Undescended Scapula

Summary about Disease


Undescended scapula, also known as Sprengel's deformity, is a rare congenital condition where one or both scapulae (shoulder blades) fail to descend completely during fetal development. This results in a scapula that sits higher on the back than normal, often causing cosmetic deformity and limited shoulder movement. It can occur in isolation or be associated with other skeletal or organ system abnormalities.

Symptoms


Elevated scapula on one or both sides

Limited range of motion in the affected shoulder(s)

Asymmetry of the shoulders

Prominent bump or bony prominence on the upper back (often caused by the omovertebral bone/cartilage)

Neck webbing (skin folds)

Scoliosis (curvature of the spine) may develop

Muscle weakness in the affected shoulder and arm

Cosmetic concerns due to shoulder asymmetry

Causes


Sprengel's deformity is a congenital condition, meaning it is present at birth. The exact cause is not fully understood, but it is thought to be related to:

Failure of the scapula to descend properly during fetal development (usually occurs between the third and ninth weeks of gestation)

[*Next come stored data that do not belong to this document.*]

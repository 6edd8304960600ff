//! The classifier catalog and column-bound classifier instances.

use std::collections::BTreeMap;

use phonenumber::country;
use serde::Serialize;

use crate::dataset::Column;
use crate::operations::Operation;

use super::comparator::{ComparatorKind, ComparatorSpec};
use super::id::{ClassifierId, DatasetType};
use super::name::parse_full_name;
use super::transforms;

/// Normalization strategy applied to a classifier's values.
#[derive(Debug, Clone, Copy, PartialEq, Eq, Serialize)]
#[serde(rename_all = "snake_case")]
pub enum ValueKind {
    /// Full person name, split into first/last columns instead of transformed.
    FullName,
    /// A single name component.
    Name,
    Email,
    Phone,
    Url,
    CompanyName,
    Social,
    Role,
}

/// A classifier variant: metadata plus its normalization strategy.
#[derive(Debug, Clone, Serialize)]
pub struct Classifier {
    /// Namespaced identifier.
    pub id: ClassifierId,
    /// Description of the columns this classifier recognizes, used when
    /// asking the suggestion generator for classifications.
    pub situation: &'static str,
    /// What applying the classifier does to a column.
    pub description: &'static str,
    /// Dataset types this classifier applies to.
    pub allowed_dataset_types: &'static [DatasetType],
    /// Normalization strategy.
    pub kind: ValueKind,
    /// Comparison used by the probabilistic matcher, if any.
    pub comparator: Option<ComparatorKind>,
}

impl Classifier {
    /// Whether the classifier applies to the given dataset type.
    pub fn allows(&self, dataset_type: DatasetType) -> bool {
        self.allowed_dataset_types.contains(&dataset_type)
    }
}

const PERSON: &[DatasetType] = &[DatasetType::Person];
const COMPANY: &[DatasetType] = &[DatasetType::Company];

/// The built-in classifier catalog.
const STANDARD_CLASSIFIERS: &[Classifier] = &[
    Classifier {
        id: ClassifierId::PersonName,
        situation: "Is a full name of a person. For example - Albert Einstein. URLs are not names.",
        description: "Splits full names into separate first and last name columns",
        allowed_dataset_types: PERSON,
        kind: ValueKind::FullName,
        comparator: None,
    },
    Classifier {
        id: ClassifierId::PersonFirstName,
        situation: "Is a first name of a person",
        description: "Standardizes first names by trimming whitespace and proper casing",
        allowed_dataset_types: PERSON,
        kind: ValueKind::Name,
        comparator: Some(ComparatorKind::Name),
    },
    Classifier {
        id: ClassifierId::PersonLastName,
        situation: "Is a last name of a person",
        description: "Standardizes last names by trimming whitespace and proper casing",
        allowed_dataset_types: PERSON,
        kind: ValueKind::Name,
        comparator: Some(ComparatorKind::Name),
    },
    Classifier {
        id: ClassifierId::PersonEmail,
        situation: "Is a valid email address, usually containing an '@' symbol",
        description: "Standardizes email addresses by converting to lowercase and trimming whitespace",
        allowed_dataset_types: PERSON,
        kind: ValueKind::Email,
        comparator: Some(ComparatorKind::Email),
    },
    Classifier {
        id: ClassifierId::PersonPhone,
        situation: "Is a mobile, landline, or other phone number of a person",
        description: "Formats phone numbers into standardized E.164 format (+12345678900)",
        allowed_dataset_types: PERSON,
        kind: ValueKind::Phone,
        comparator: Some(ComparatorKind::ExactTermFrequency),
    },
    Classifier {
        id: ClassifierId::PersonRole,
        situation: "Is a job title or role of a person, such as 'CEO' or 'Sales Manager'",
        description: "Tidies job titles by collapsing whitespace",
        allowed_dataset_types: PERSON,
        kind: ValueKind::Role,
        comparator: None,
    },
    Classifier {
        id: ClassifierId::PersonSocial,
        situation: "Is a social media handle or profile URL of a person, such as '@janedoe' or 'linkedin.com/in/janedoe'",
        description: "Lowercases handles and normalizes profile URLs",
        allowed_dataset_types: PERSON,
        kind: ValueKind::Social,
        comparator: Some(ComparatorKind::Exact),
    },
    Classifier {
        id: ClassifierId::PersonWebsite,
        situation: "Is a personal website or homepage URL of a person",
        description: "Adds a missing https:// scheme and removes trailing slashes",
        allowed_dataset_types: PERSON,
        kind: ValueKind::Url,
        comparator: Some(ComparatorKind::Url),
    },
    Classifier {
        id: ClassifierId::CompanyName,
        situation: "Is the name of a company or organization, such as 'Acme Inc.'",
        description: "Removes legal suffixes such as Inc, LLC or Ltd from company names",
        allowed_dataset_types: COMPANY,
        kind: ValueKind::CompanyName,
        comparator: Some(ComparatorKind::Name),
    },
    Classifier {
        id: ClassifierId::CompanyEmail,
        situation: "Is a valid email address of a company, usually containing an '@' symbol and having a prefix like 'info@', 'contact@', 'support@', etc.",
        description: "Standardizes email addresses by converting to lowercase and trimming whitespace",
        allowed_dataset_types: COMPANY,
        kind: ValueKind::Email,
        comparator: Some(ComparatorKind::Email),
    },
    Classifier {
        id: ClassifierId::CompanyPhone,
        situation: "Is a phone number of a company, usually containing extensions like 'ext. 1234' or 'x1234'",
        description: "Formats phone numbers into standardized E.164 format (+12345678900)",
        allowed_dataset_types: COMPANY,
        kind: ValueKind::Phone,
        comparator: Some(ComparatorKind::ExactTermFrequency),
    },
    Classifier {
        id: ClassifierId::CompanySocial,
        situation: "Is a social media handle or profile URL of a company, such as '@acme' or 'linkedin.com/company/acme'",
        description: "Lowercases handles and normalizes profile URLs",
        allowed_dataset_types: COMPANY,
        kind: ValueKind::Social,
        comparator: Some(ComparatorKind::Exact),
    },
    Classifier {
        id: ClassifierId::CompanyWebsite,
        situation: "Is the website or domain of a company, such as 'acme.com' or 'https://www.acme.com'",
        description: "Adds a missing https:// scheme and removes trailing slashes",
        allowed_dataset_types: COMPANY,
        kind: ValueKind::Url,
        comparator: Some(ComparatorKind::Url),
    },
];

/// Configuration for the classifier registry.
#[derive(Debug, Clone)]
pub struct RegistryConfig {
    /// Region assumed for phone numbers written without a country code.
    pub default_phone_region: country::Id,
}

impl Default for RegistryConfig {
    fn default() -> Self {
        Self {
            default_phone_region: country::Id::US,
        }
    }
}

impl RegistryConfig {
    /// Set the default phone region.
    pub fn with_default_phone_region(mut self, region: country::Id) -> Self {
        self.default_phone_region = region;
        self
    }
}

/// Immutable catalog of classifiers, built once and shared by reference.
#[derive(Debug, Clone)]
pub struct ClassifierRegistry {
    classifiers: BTreeMap<ClassifierId, Classifier>,
    config: RegistryConfig,
}

impl ClassifierRegistry {
    /// Create a registry with the standard classifiers.
    pub fn new() -> Self {
        Self::with_config(RegistryConfig::default())
    }

    /// Create a registry with the standard classifiers and custom configuration.
    pub fn with_config(config: RegistryConfig) -> Self {
        let classifiers = STANDARD_CLASSIFIERS
            .iter()
            .map(|c| (c.id, c.clone()))
            .collect();
        Self { classifiers, config }
    }

    /// Registry configuration.
    pub fn config(&self) -> &RegistryConfig {
        &self.config
    }

    /// Get a classifier by id.
    pub fn get(&self, id: ClassifierId) -> Option<&Classifier> {
        self.classifiers.get(&id)
    }

    /// Resolve a classification name and bind it to a column.
    pub fn lookup(&self, classification: &str, column_id: &str) -> Option<BoundClassifier<'_>> {
        let id = classification.parse::<ClassifierId>().ok()?;
        self.bind(id, column_id)
    }

    /// Bind a known classifier id to a column.
    pub fn bind(&self, id: ClassifierId, column_id: &str) -> Option<BoundClassifier<'_>> {
        let classifier = self.classifiers.get(&id)?;
        Some(BoundClassifier {
            registry: self,
            classifier,
            column_id: column_id.to_string(),
        })
    }

    /// Whether the registry knows a classification name.
    pub fn contains(&self, classification: &str) -> bool {
        classification
            .parse::<ClassifierId>()
            .is_ok_and(|id| self.classifiers.contains_key(&id))
    }

    /// All classifiers in id order.
    pub fn iter(&self) -> impl Iterator<Item = &Classifier> {
        self.classifiers.values()
    }

    /// Classifiers offered for a dataset type.
    pub fn for_dataset_type(&self, dataset_type: DatasetType) -> impl Iterator<Item = &Classifier> {
        self.classifiers
            .values()
            .filter(move |c| c.allows(dataset_type))
    }

    /// Whether a column with this classification is pre-selected for deduplication.
    pub fn is_default_deduplication(
        &self,
        classification: Option<ClassifierId>,
        dataset_type: Option<DatasetType>,
    ) -> bool {
        match (classification.and_then(|id| self.get(id)), dataset_type) {
            (Some(classifier), Some(dataset_type)) => classifier.allows(dataset_type),
            _ => false,
        }
    }

    /// Apply a value strategy to a single value.
    fn transform_value(&self, kind: ValueKind, value: &str) -> String {
        match kind {
            ValueKind::FullName => value.to_string(),
            ValueKind::Name => transforms::title_case_name(value),
            ValueKind::Email => transforms::normalize_email(value),
            ValueKind::Phone => {
                transforms::normalize_phone(value, self.config.default_phone_region)
            }
            ValueKind::Url => transforms::normalize_url(value),
            ValueKind::CompanyName => transforms::normalize_company_name(value),
            ValueKind::Social => transforms::normalize_social(value),
            ValueKind::Role => transforms::normalize_role(value),
        }
    }
}

impl Default for ClassifierRegistry {
    fn default() -> Self {
        Self::new()
    }
}

/// What classifying a column does to the dataset.
#[derive(Debug, Clone, PartialEq)]
pub enum Classification {
    /// Set the classification and replace the column's values.
    InPlace(Vec<Option<String>>),
    /// Apply these structural edits instead.
    Derived(Vec<Operation>),
}

/// A classifier bound to one column.
#[derive(Debug, Clone)]
pub struct BoundClassifier<'r> {
    registry: &'r ClassifierRegistry,
    classifier: &'r Classifier,
    column_id: String,
}

impl<'r> BoundClassifier<'r> {
    pub fn id(&self) -> ClassifierId {
        self.classifier.id
    }

    pub fn column_id(&self) -> &str {
        &self.column_id
    }

    pub fn situation(&self) -> &'static str {
        self.classifier.situation
    }

    pub fn allowed_dataset_types(&self) -> &'static [DatasetType] {
        self.classifier.allowed_dataset_types
    }

    /// The underlying classifier record.
    pub fn classifier(&self) -> &'r Classifier {
        self.classifier
    }

    /// Normalize a single value.
    pub fn transform(&self, value: &str) -> String {
        self.registry.transform_value(self.classifier.kind, value)
    }

    /// Normalize every non-null, non-empty value of a column.
    pub fn transform_values(&self, values: &[Option<String>]) -> Vec<Option<String>> {
        values
            .iter()
            .map(|value| match value {
                Some(v) if !v.is_empty() => Some(self.transform(v)),
                other => other.clone(),
            })
            .collect()
    }

    /// Comparator bound to this column, if the classifier has one.
    pub fn comparator_spec(&self) -> Option<ComparatorSpec> {
        self.classifier
            .comparator
            .map(|kind| ComparatorSpec::new(self.column_id.clone(), kind))
    }

    /// Structural edits that replace an in-place transform.
    pub fn derived_operations(&self, column: &Column) -> Vec<Operation> {
        match self.classifier.kind {
            ValueKind::FullName => split_name_operations(&self.column_id, column),
            _ => Vec::new(),
        }
    }

    /// Decide how classifying the column changes the dataset.
    pub fn classify(&self, column: &Column) -> Classification {
        let derived = self.derived_operations(column);
        if derived.is_empty() {
            Classification::InPlace(self.transform_values(&column.values))
        } else {
            Classification::Derived(derived)
        }
    }
}

/// Replace a full-name column with first/last name columns.
fn split_name_operations(column_id: &str, column: &Column) -> Vec<Operation> {
    let (first_names, last_names): (Vec<_>, Vec<_>) = column
        .values
        .iter()
        .map(|value| match value {
            Some(v) => {
                let parsed = parse_full_name(v);
                (Some(parsed.first), Some(parsed.last))
            }
            None => (None, None),
        })
        .unzip();

    vec![
        Operation::AddColumn {
            label: "First Name".to_string(),
            values: first_names,
            classification: Some(ClassifierId::PersonFirstName),
        },
        Operation::AddColumn {
            label: "Last Name".to_string(),
            values: last_names,
            classification: Some(ClassifierId::PersonLastName),
        },
        Operation::RemoveColumn {
            column_id: column_id.to_string(),
        },
    ]
}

Association with an omovertebral bone or cartilage (a connection between the scapula and the cervical spine) which hinders the descent.

Genetic factors might play a role, but the specific genes involved are not well-defined.

Often sporadic, without a clear family history.

Medicine Used


There is no specific medicine to cure undescended scapula. Treatment focuses on managing symptoms and improving function.

Pain relievers: Over-the-counter or prescription pain medications (e.g., NSAIDs) can help manage pain and discomfort.

Muscle relaxants: May be used to alleviate muscle spasms.

Botulinum toxin (Botox): In some cases, Botox injections may be used to relax tight muscles around the shoulder and improve range of motion, but this is not a standard treatment.

Is Communicable


No. Undescended scapula is not a communicable or contagious disease. It is a congenital condition.

Precautions


There are no specific precautions to prevent undescended scapula as it is a congenital condition.

Early diagnosis and management can help optimize outcomes.

Physical therapy exercises should be performed carefully to avoid overstraining the shoulder.

Protective gear should be worn during sports to minimize risk of injury.

How long does an outbreak last?


Undescended scapula is not an infectious disease and does not involve outbreaks. It is a condition present from birth that is permanent unless surgically corrected.

How is it diagnosed?


Physical Examination: A doctor will assess the position of the scapula, range of motion, and any associated deformities.

X-rays: These imaging studies can confirm the diagnosis and show the elevated position of the scapula, as well as the presence of an omovertebral bone.

CT Scan or MRI: These imaging studies may be used to evaluate the condition of the muscles and soft tissues around the shoulder and to assess for any other associated abnormalities.

Timeline of Symptoms


Symptoms are present at birth and usually noticed in infancy or early childhood. The severity of symptoms can vary depending on the degree of scapular elevation and associated conditions. The condition does not have a specific "timeline" of progression after diagnosis; it remains constant unless surgical intervention is undertaken.

Important Considerations


Early Intervention: Early diagnosis and treatment, including physical therapy, are essential to maximize shoulder function and prevent complications.

Surgical Options: Surgery may be considered to improve the appearance and function of the shoulder, but it is not always necessary. Surgical goals include scapular repositioning, omovertebral bar resection (if present), and muscle lengthening/release.

Associated Conditions: Undescended scapula can be associated with other conditions, such as Klippel-Feil syndrome, scoliosis, and kidney abnormalities. Evaluation for these associated conditions is important.

Psychological Impact: The cosmetic appearance of the condition can have a psychological impact, especially on children and adolescents. Addressing these concerns is important.

Long-term Management: Regular follow-up with a physician or orthopedic specialist is necessary to monitor shoulder function and address any new or worsening symptoms.